Nutanix offers a tiered product portfolio (low- to high-performance), as well as an
option for partners to license the management software. The feature set is now
broad and stable and includes data deduplication, tiering, snapshots,
compression, and thin provisioning. The company's scale-out solution uses
standard x86 server blocks (using Super Micro servers) with flash solid-state
storage and traditional hard disk drives. NDFS runs on each Nutanix node with
an industry standard hypervisor and manages direct-attached storage resources
across all servers, eliminating the need for traditional centralized storage.

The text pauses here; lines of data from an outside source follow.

//! Proxy list view-model
//!
//! Holds the displayed proxy collection and the busy flag, and turns fetch
//! results into state changes. Every request is stamped with a ticket; only
//! the most recently issued ticket may change the collection, so a slow
//! response that arrives after a newer request was started is dropped.

use chrono::{DateTime, Local};
use tracing::{debug, error, info};

use crate::api::{FetchAction, FetchError, ProxySource};
use crate::models::{ProxyMap, ProxyRecord};

/// Column headers of the proxy table, in display order
pub const COLUMNS: [&str; 5] = ["Link", "IP", "Port", "Country", "Ping"];

/// Identifies one issued request
#[derive(Debug, Clone, Copy, PartialEq, Eq)]
pub struct RequestTicket {
    pub token: u64,
    pub action: FetchAction,
}

/// What happened when a request result was handed to the view
#[derive(Debug)]
pub enum Settlement {
    /// Collection replaced with this many records
    Applied(usize),
    /// Request failed, collection untouched
    Failed(FetchError),
    /// A newer request was issued after this one; result dropped
    Stale,
}

impl Settlement {
    pub fn is_applied(&self) -> bool {
        matches!(self, Settlement::Applied(_))
    }
}

/// One projected table row
#[derive(Debug, Clone, PartialEq)]
pub struct TableRow {
    /// Stable identity used to keep the selection across reloads
    pub key: String,
    pub cells: [String; 5],
}

/// Output of the pure render step
#[derive(Debug, Clone, PartialEq)]
pub enum RenderModel {
    Loading,
    Table(Vec<TableRow>),
}

#[derive(Debug, Default)]
pub struct ProxyListView {
    proxies: Vec<ProxyRecord>,
    busy: bool,
    latest_token: u64,
    last_error: Option<String>,
    last_updated: Option<DateTime<Local>>,
}

impl ProxyListView {
    pub fn new() -> Self {
        Self::default()
    }

    pub fn proxies(&self) -> &[ProxyRecord] {
        &self.proxies
    }

    pub fn is_busy(&self) -> bool {
        self.busy
    }

    pub fn last_error(&self) -> Option<&str> {
        self.last_error.as_deref()
    }

    pub fn last_updated(&self) -> Option<DateTime<Local>> {
        self.last_updated
    }

    /// Mark a request as started and hand out its ticket
    pub fn begin(&mut self, action: FetchAction) -> RequestTicket {
        self.latest_token += 1;
        self.busy = true;
        debug!("{} issued with token {}", action.as_str(), self.latest_token);
        RequestTicket {
            token: self.latest_token,
            action,
        }
    }

    /// Apply the result of a request if it belongs to the latest ticket
    pub fn settle(
        &mut self,
        ticket: RequestTicket,
        result: Result<ProxyMap, FetchError>,
    ) -> Settlement {
        if ticket.token != self.latest_token {
            debug!(
                "Dropping stale {} result (token {}, latest {})",
                ticket.action.as_str(),
                ticket.token,
                self.latest_token
            );
            return Settlement::Stale;
        }

        let settlement = match result {
            Ok(map) => {
                self.proxies = map.into_records();
                self.last_error = None;
                self.last_updated = Some(Local::now());
                info!("{} returned {} proxies", ticket.action.as_str(), self.proxies.len());
                Settlement::Applied(self.proxies.len())
            }
            Err(e) => {
                error!("Error fetching proxies ({}): {}", ticket.action.as_str(), e);
                self.last_error = Some(e.to_string());
                Settlement::Failed(e)
            }
        };

        self.busy = false;
        settlement
    }

    /// Run a list action to completion against `source`
    pub async fn run(&mut self, source: &dyn ProxySource, action: FetchAction) -> Settlement {
        let ticket = self.begin(action);
        let result = source.fetch(action).await;
        self.settle(ticket, result)
    }

    /// `GET /proxies` and replace the collection
    pub async fn load(&mut self, source: &dyn ProxySource) -> Settlement {
        self.run(source, FetchAction::Load).await
    }

    /// `POST /update-proxies` and replace the collection with the regenerated list
    pub async fn refresh(&mut self, source: &dyn ProxySource) -> Settlement {
        self.run(source, FetchAction::Refresh).await
    }

    /// Project the state into what should be drawn
    pub fn render(&self) -> RenderModel {
        if self.busy {
            RenderModel::Loading
        } else {
            RenderModel::Table(self.rows())
        }
    }

    /// Table rows in collection order
    pub fn rows(&self) -> Vec<TableRow> {
        self.proxies
            .iter()
            .enumerate()
            .map(|(index, proxy)| TableRow {
                key: row_key(index, proxy),
                cells: [
                    proxy.link.clone(),
                    proxy.ip.clone(),
                    proxy.port_str(),
                    proxy.country_str().to_string(),
                    proxy.ping_str().to_string(),
                ],
            })
            .collect()
    }
}

/// Records are keyed by link; records without one fall back to position
fn row_key(index: usize, proxy: &ProxyRecord) -> String {
    if proxy.link.is_empty() {
        format!("#{}", index)
    } else {
        proxy.link.clone()
    }
}

#[cfg(test)]
mod tests {
    use super::*;
    use crate::api::testing::{FakeSource, Reply};
    use crate::api::ProxyApi;
    use crate::config::Config;

    const ONE_PROXY: &str = r#"{"a": {"link":"l1","IP":"1.2.3.4","Port":8080}}"#;
    const TWO_PROXIES: &str = r#"{
        "1": {"link":"tg://proxy?server=a","IP":"10.0.0.1","Port":"443","Country":"Germany","Ping":"12.5ms"},
        "2": {"link":"tg://proxy?server=b","IP":"10.0.0.2","Port":8443}
    }"#;

    fn map(body: &str) -> ProxyMap {
        serde_json::from_str(body).unwrap()
    }

    /// Log sink shared between the subscriber and the test
    #[derive(Clone, Default)]
    struct LogBuffer(std::sync::Arc<std::sync::Mutex<Vec<u8>>>);

    impl std::io::Write for LogBuffer {
        fn write(&mut self, buf: &[u8]) -> std::io::Result<usize> {
            self.0.lock().unwrap().extend_from_slice(buf);
            Ok(buf.len())
        }

        fn flush(&mut self) -> std::io::Result<()> {
            Ok(())
        }
    }

    impl LogBuffer {
        fn contents(&self) -> String {
            String::from_utf8_lossy(&self.0.lock().unwrap()).into_owned()
        }
    }

    #[test]
    fn test_initial_state() {
        let view = ProxyListView::new();
        assert!(view.proxies().is_empty());
        assert!(!view.is_busy());
        assert!(view.last_error().is_none());
        assert_eq!(view.render(), RenderModel::Table(vec![]));
    }

    #[test]
    fn test_busy_only_while_pending() {
        let mut view = ProxyListView::new();
        assert!(!view.is_busy());

        let ticket = view.begin(FetchAction::Load);
        assert!(view.is_busy());
        assert_eq!(view.render(), RenderModel::Loading);

        view.settle(ticket, Ok(map(ONE_PROXY)));
        assert!(!view.is_busy());
    }

    #[test]
    fn test_busy_cleared_after_failure() {
        let mut view = ProxyListView::new();
        let ticket = view.begin(FetchAction::Refresh);
        let settlement = view.settle(
            ticket,
            Err(FetchError::Status {
                status_code: 502,
                message: "bad gateway".to_string(),
            }),
        );
        assert!(matches!(settlement, Settlement::Failed(_)));
        assert!(!view.is_busy());
        assert!(view.last_error().unwrap().contains("502"));
    }

    #[test]
    fn test_success_replaces_instead_of_merging() {
        let mut view = ProxyListView::new();
        let first = view.begin(FetchAction::Load);
        view.settle(first, Ok(map(TWO_PROXIES)));
        assert_eq!(view.proxies().len(), 2);

        let second = view.begin(FetchAction::Load);
        view.settle(second, Ok(map(ONE_PROXY)));
        assert_eq!(view.proxies().len(), 1);
        assert_eq!(view.proxies()[0].link, "l1");
        assert!(view.last_updated().is_some());
    }

    #[test]
    fn test_failure_keeps_previous_collection() {
        let mut view = ProxyListView::new();
        let first = view.begin(FetchAction::Load);
        view.settle(first, Ok(map(TWO_PROXIES)));
        let before = view.proxies().to_vec();

        let second = view.begin(FetchAction::Load);
        view.settle(
            second,
            Err(FetchError::InvalidUrl("nowhere".to_string())),
        );
        assert_eq!(view.proxies(), before.as_slice());
    }

    #[test]
    fn test_success_clears_last_error() {
        let mut view = ProxyListView::new();
        let failed = view.begin(FetchAction::Load);
        view.settle(failed, Err(FetchError::InvalidUrl("x".to_string())));
        assert!(view.last_error().is_some());

        let ok = view.begin(FetchAction::Load);
        view.settle(ok, Ok(map("{}")));
        assert!(view.last_error().is_none());
    }

    #[test]
    fn test_last_issued_wins() {
        let mut view = ProxyListView::new();
        let older = view.begin(FetchAction::Load);
        let newer = view.begin(FetchAction::Refresh);

        // newer settles first, older arrives late
        assert!(view.settle(newer, Ok(map(ONE_PROXY))).is_applied());
        assert!(!view.is_busy());
        assert!(matches!(view.settle(older, Ok(map(TWO_PROXIES))), Settlement::Stale));

        assert_eq!(view.proxies().len(), 1);
        assert_eq!(view.proxies()[0].link, "l1");
        assert!(!view.is_busy());
    }

    #[test]
    fn test_stale_result_keeps_busy_until_latest_settles() {
        let mut view = ProxyListView::new();
        let older = view.begin(FetchAction::Load);
        let newer = view.begin(FetchAction::Load);

        assert!(matches!(view.settle(older, Ok(map(TWO_PROXIES))), Settlement::Stale));
        assert!(view.is_busy());
        assert!(view.proxies().is_empty());

        view.settle(newer, Ok(map(ONE_PROXY)));
        assert!(!view.is_busy());
    }

    #[test]
    fn test_stale_failure_is_not_recorded() {
        let mut view = ProxyListView::new();
        let older = view.begin(FetchAction::Load);
        let newer = view.begin(FetchAction::Load);
        view.settle(newer, Ok(map(ONE_PROXY)));
        view.settle(older, Err(FetchError::InvalidUrl("x".to_string())));
        assert!(view.last_error().is_none());
    }

    #[test]
    fn test_rows_follow_collection_order() {
        let mut view = ProxyListView::new();
        let ticket = view.begin(FetchAction::Load);
        view.settle(ticket, Ok(map(TWO_PROXIES)));

        let rows = view.rows();
        assert_eq!(rows.len(), 2);
        assert_eq!(rows[0].key, "tg://proxy?server=a");
        assert_eq!(
            rows[0].cells,
            [
                "tg://proxy?server=a".to_string(),
                "10.0.0.1".to_string(),
                "443".to_string(),
                "Germany".to_string(),
                "12.5ms".to_string(),
            ]
        );
        assert_eq!(rows[1].cells[2], "8443");
        assert_eq!(rows[1].cells[3], "");
    }

    #[test]
    fn test_row_key_falls_back_to_position() {
        let mut view = ProxyListView::new();
        let ticket = view.begin(FetchAction::Load);
        view.settle(ticket, Ok(map(r#"{"a":{"IP":"1.1.1.1"},"b":{"link":"x"}}"#)));
        let keys: Vec<String> = view.rows().into_iter().map(|r| r.key).collect();
        assert_eq!(keys, vec!["#0".to_string(), "x".to_string()]);
    }

    #[tokio::test]
    async fn test_load_scenario_single_record() {
        let source = FakeSource::with_body(ONE_PROXY);
        let mut view = ProxyListView::new();

        let settlement = view.load(&source).await;
        assert!(matches!(settlement, Settlement::Applied(1)));
        assert_eq!(
            view.proxies(),
            &[ProxyRecord::new("l1", "1.2.3.4", 8080u16.into())]
        );
        match view.render() {
            RenderModel::Table(rows) => {
                assert_eq!(rows.len(), 1);
                assert_eq!(&rows[0].cells[..3], &["l1", "1.2.3.4", "8080"]);
            }
            RenderModel::Loading => panic!("view should not be busy after settling"),
        }
    }

    #[tokio::test]
    async fn test_refresh_scenario_empty_mapping() {
        let source = FakeSource::new(
            Reply::Body(TWO_PROXIES.to_string()),
            Reply::Body("{}".to_string()),
        );
        let mut view = ProxyListView::new();
        view.load(&source).await;
        assert_eq!(view.proxies().len(), 2);

        let settlement = view.refresh(&source).await;
        assert!(matches!(settlement, Settlement::Applied(0)));
        assert!(view.proxies().is_empty());
        assert_eq!(view.render(), RenderModel::Table(vec![]));
    }

    #[tokio::test]
    async fn test_load_is_idempotent_for_unchanged_backend() {
        let source = FakeSource::with_body(TWO_PROXIES);
        let mut view = ProxyListView::new();

        view.load(&source).await;
        let first = view.proxies().to_vec();
        view.load(&source).await;
        assert_eq!(view.proxies(), first.as_slice());
    }

    #[tokio::test]
    async fn test_load_failure_keeps_prior_value() {
        let source = FakeSource::with_body(ONE_PROXY);
        let mut view = ProxyListView::new();
        view.load(&source).await;

        source.set_load(Reply::Status(500));
        let settlement = view.load(&source).await;
        assert!(matches!(settlement, Settlement::Failed(FetchError::Status { status_code: 500, .. })));
        assert_eq!(view.proxies().len(), 1);
        assert!(!view.is_busy());
    }

    #[tokio::test]
    async fn test_network_error_scenario() {
        let listener = tokio::net::TcpListener::bind("127.0.0.1:0").await.unwrap();
        let addr = listener.local_addr().unwrap();
        drop(listener);

        let config = Config::default().with_base_url(Some(format!("http://{}", addr)));
        let api = ProxyApi::new(&config).unwrap();
        let mut view = ProxyListView::new();

        let settlement = view.load(&api).await;
        assert!(matches!(settlement, Settlement::Failed(FetchError::Transport(_))));
        assert!(view.proxies().is_empty());
        assert!(!view.is_busy());
        assert!(view.last_error().is_some());
    }

    #[tokio::test]
    async fn test_failed_load_is_logged_as_error() {
        let logs = LogBuffer::default();
        let writer = logs.clone();
        let subscriber = tracing_subscriber::fmt()
            .with_writer(move || writer.clone())
            .with_ansi(false)
            .finish();
        let _guard = tracing::subscriber::set_default(subscriber);

        let source = FakeSource::new(Reply::Status(503), Reply::Body("{}".to_string()));
        let mut view = ProxyListView::new();
        view.load(&source).await;

        let output = logs.contents();
        assert!(output.contains("ERROR"), "no error line in: {}", output);
        assert!(output.contains("Error fetching proxies (Load)"));
        assert!(output.contains("status 503"));
    }
}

Nutanix's platform is designed to fit into existing network infrastructure, such as
1GbE and 10GbE. It is also modular in nature to allow the needed compute and
storage capacity to scale-up and scale-out in small, discrete increments to meet
various workload sizes without disrupting the network. This also allows for the
systems to have no single point of failure. Effectively this creates a low-cost and
highly scalable and fault-tolerant solution that can scale from individual enterprise
needs through cloud scale implementations. In each individual case, the
equipment can be installed to meet the performance metrics needed by the
specifically targeted application environment.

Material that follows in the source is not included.